Enessa Arielah was born in Moscow during a time when being Jewish was something that could limit your freedom and place an invisible mark upon your life.
She grew up knowing exactly who she was, and knowing that her identity was not always safe to reveal.
Her father, Eliyahu, was a Sephardic Jew from a small village in Georgia. At 13, he saved enough money to buy a train ticket and leave for Moscow, an unusual feat for a young boy at that time. He ventured from his home just after the Communist revolution, searching for opportunity in the big city, not knowing a soul there.
He didn’t speak Russian and sold newspapers on the street, picking up garbage for food to survive and sleeping on public benches. Eventually he started to thrive and established a home and family.
Eliyahu met Enessa’s mother, Rose, at the Moscow Synagogue. Their eyes met from afar and they began to date, eventually marrying.

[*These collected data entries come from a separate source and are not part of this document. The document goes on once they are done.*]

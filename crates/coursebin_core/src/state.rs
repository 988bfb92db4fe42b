use std::collections::BTreeSet;

use serde::{Deserialize, Serialize};

use crate::view_model::{AppViewModel, ComponentRow, CourseRow, JobView, SectionRow};
use crate::{Coursebin, JobRecord, NodeKind, Preferences};

#[derive(Debug, Clone, Copy, PartialEq, Eq, Serialize, Deserialize)]
pub enum NoticeLevel {
    Info,
    Warning,
    Error,
}

/// A message for the user, shown until the view drains it.
#[derive(Debug, Clone, PartialEq, Eq, Serialize, Deserialize)]
pub struct Notice {
    pub level: NoticeLevel,
    pub text: String,
}

/// The part of [`AppState`] that outlives a session.
#[derive(Debug, Clone, PartialEq, Default, Serialize, Deserialize)]
pub struct StateSnapshot {
    #[serde(default)]
    pub coursebin: Coursebin,
    #[serde(default)]
    pub preferences: Preferences,
    #[serde(default)]
    pub job: Option<JobRecord>,
}

#[derive(Debug, Clone, PartialEq, Default)]
pub struct AppState {
    coursebin: Coursebin,
    preferences: Preferences,
    /// Courses with a fetch in flight.
    loading: BTreeSet<String>,
    job: Option<JobRecord>,
    job_tracking: bool,
    job_timed_out: bool,
    notices: Vec<Notice>,
    dirty: bool,
}

impl AppState {
    pub fn new() -> Self {
        Self::default()
    }

    pub fn from_snapshot(snapshot: StateSnapshot) -> Self {
        Self {
            coursebin: snapshot.coursebin,
            preferences: snapshot.preferences,
            job: snapshot.job,
            ..Self::default()
        }
    }

    pub fn snapshot(&self) -> StateSnapshot {
        StateSnapshot {
            coursebin: self.coursebin.clone(),
            preferences: self.preferences.clone(),
            job: self.job.clone(),
        }
    }

    pub fn coursebin(&self) -> &Coursebin {
        &self.coursebin
    }

    pub fn preferences(&self) -> &Preferences {
        &self.preferences
    }

    pub fn job(&self) -> Option<&JobRecord> {
        self.job.as_ref()
    }

    pub fn is_loading(&self, course: &str) -> bool {
        self.loading.contains(course)
    }

    pub fn consume_dirty(&mut self) -> bool {
        std::mem::take(&mut self.dirty)
    }

    pub fn take_notices(&mut self) -> Vec<Notice> {
        std::mem::take(&mut self.notices)
    }

    pub(crate) fn mark_dirty(&mut self) {
        self.dirty = true;
    }

    /// Callers mark the state dirty themselves once an edit took effect.
    pub(crate) fn coursebin_mut(&mut self) -> &mut Coursebin {
        &mut self.coursebin
    }

    pub(crate) fn preferences_mut(&mut self) -> &mut Preferences {
        self.dirty = true;
        &mut self.preferences
    }

    /// Claims the fetch slot for `course`. False if one is already running.
    pub(crate) fn begin_loading(&mut self, course: &str) -> bool {
        let inserted = self.loading.insert(course.to_string());
        if inserted {
            self.dirty = true;
        }
        inserted
    }

    pub(crate) fn finish_loading(&mut self, course: &str) {
        self.loading.remove(course);
        self.coursebin.remove_loading(course);
        self.dirty = true;
    }

    pub(crate) fn replace_profile(&mut self, coursebin: Coursebin, preferences: Preferences) {
        self.coursebin = coursebin;
        self.preferences = preferences;
        self.dirty = true;
    }

    pub(crate) fn start_job(&mut self) {
        self.job = None;
        self.job_tracking = true;
        self.job_timed_out = false;
        self.dirty = true;
    }

    pub(crate) fn set_job(&mut self, record: JobRecord) {
        self.job_tracking = !record.status.is_terminal();
        if !self.job_tracking {
            self.job_timed_out = false;
        }
        self.job = Some(record);
        self.dirty = true;
    }

    pub(crate) fn mark_job_timed_out(&mut self) {
        self.job_timed_out = true;
        self.dirty = true;
    }

    pub(crate) fn stop_job_tracking(&mut self) {
        if std::mem::take(&mut self.job_tracking) {
            self.dirty = true;
        }
    }

    pub(crate) fn push_notice(&mut self, level: NoticeLevel, text: impl Into<String>) {
        self.notices.push(Notice {
            level,
            text: text.into(),
        });
        self.dirty = true;
    }

    pub fn view(&self) -> AppViewModel {
        let bin = &self.coursebin;
        let mut courses: Vec<CourseRow> = bin
            .nodes()
            .iter()
            .filter(|node| node.kind == NodeKind::Course)
            .map(|root| {
                let (active, total) = bin.section_counts(root.node_id.as_str());
                let components = bin
                    .descendants(root.node_id.as_str())
                    .into_iter()
                    .filter(|node| node.kind == NodeKind::Component)
                    .map(|component| {
                        let sections: Vec<SectionRow> = bin
                            .children(component.node_id.as_str())
                            .map(|section| SectionRow {
                                node_id: section.node_id.clone(),
                                section_id: section
                                    .section
                                    .as_ref()
                                    .map(|data| data.section_id.clone())
                                    .unwrap_or_default(),
                                exclude: section.exclude,
                                exempt: section.exempt,
                                data: section.section.clone(),
                            })
                            .collect();
                        ComponentRow {
                            node_id: component.node_id.clone(),
                            part: component.part.unwrap_or_default(),
                            name: component.component.clone().unwrap_or_default(),
                            active: sections.iter().filter(|s| !s.exclude).count(),
                            sections,
                        }
                    })
                    .collect();
                CourseRow {
                    node_id: root.node_id.clone(),
                    course: root.course.clone(),
                    term: root.term.clone(),
                    group: root.group,
                    loading: root.loading,
                    exclude: root.exclude,
                    exempt: root.exempt,
                    updated: root.updated,
                    active_sections: active,
                    total_sections: total,
                    components,
                }
            })
            .collect();
        // Loading placeholders have no group yet and sort last.
        courses.sort_by(|a, b| {
            a.group
                .unwrap_or(u32::MAX)
                .cmp(&b.group.unwrap_or(u32::MAX))
                .then_with(|| a.node_id.cmp(&b.node_id))
        });

        AppViewModel {
            courses,
            loading: self.loading.iter().cloned().collect(),
            job: self.job.as_ref().map(|record| JobView {
                id: record.id,
                name: record.display_name(),
                status: record.status,
                message: record.message.clone(),
                schedule_count: record.count,
                tracking: self.job_tracking,
                timed_out: self.job_timed_out,
            }),
            notices: self.notices.clone(),
            dirty: self.dirty,
        }
    }
}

Rose wearing a KGB uniform during WWII
Eliyahu was a go-getter. Under Communist rule, he owned the largest liquor store in the center of Moscow. At the time, liquor was more valuable than gold. It opened doors and created connections. Government officials, including powerful people in Moscow, often gathered in the basement of his store. Through this work, Enessa’s father became deeply connected.
“No one in my family were Communists,” Enessa says. “But we knew how to serve Communists.”
If officials needed liquor, Eliyahu could exchange it for food, clothing, furniture, medicine, or connections.
Eliyahu, around age 30
In Communist Russia, being Jewish was considered taboo. It was something one could never fully hide, even when one tried.
As a teenager, Enessa wore a Magen David necklace but kept it tucked under her shirt. She knew better than to display it openly.
“One day, when I was 15, something rose up inside of me,” she remembers. “I thought, I am tired of hiding who I am.”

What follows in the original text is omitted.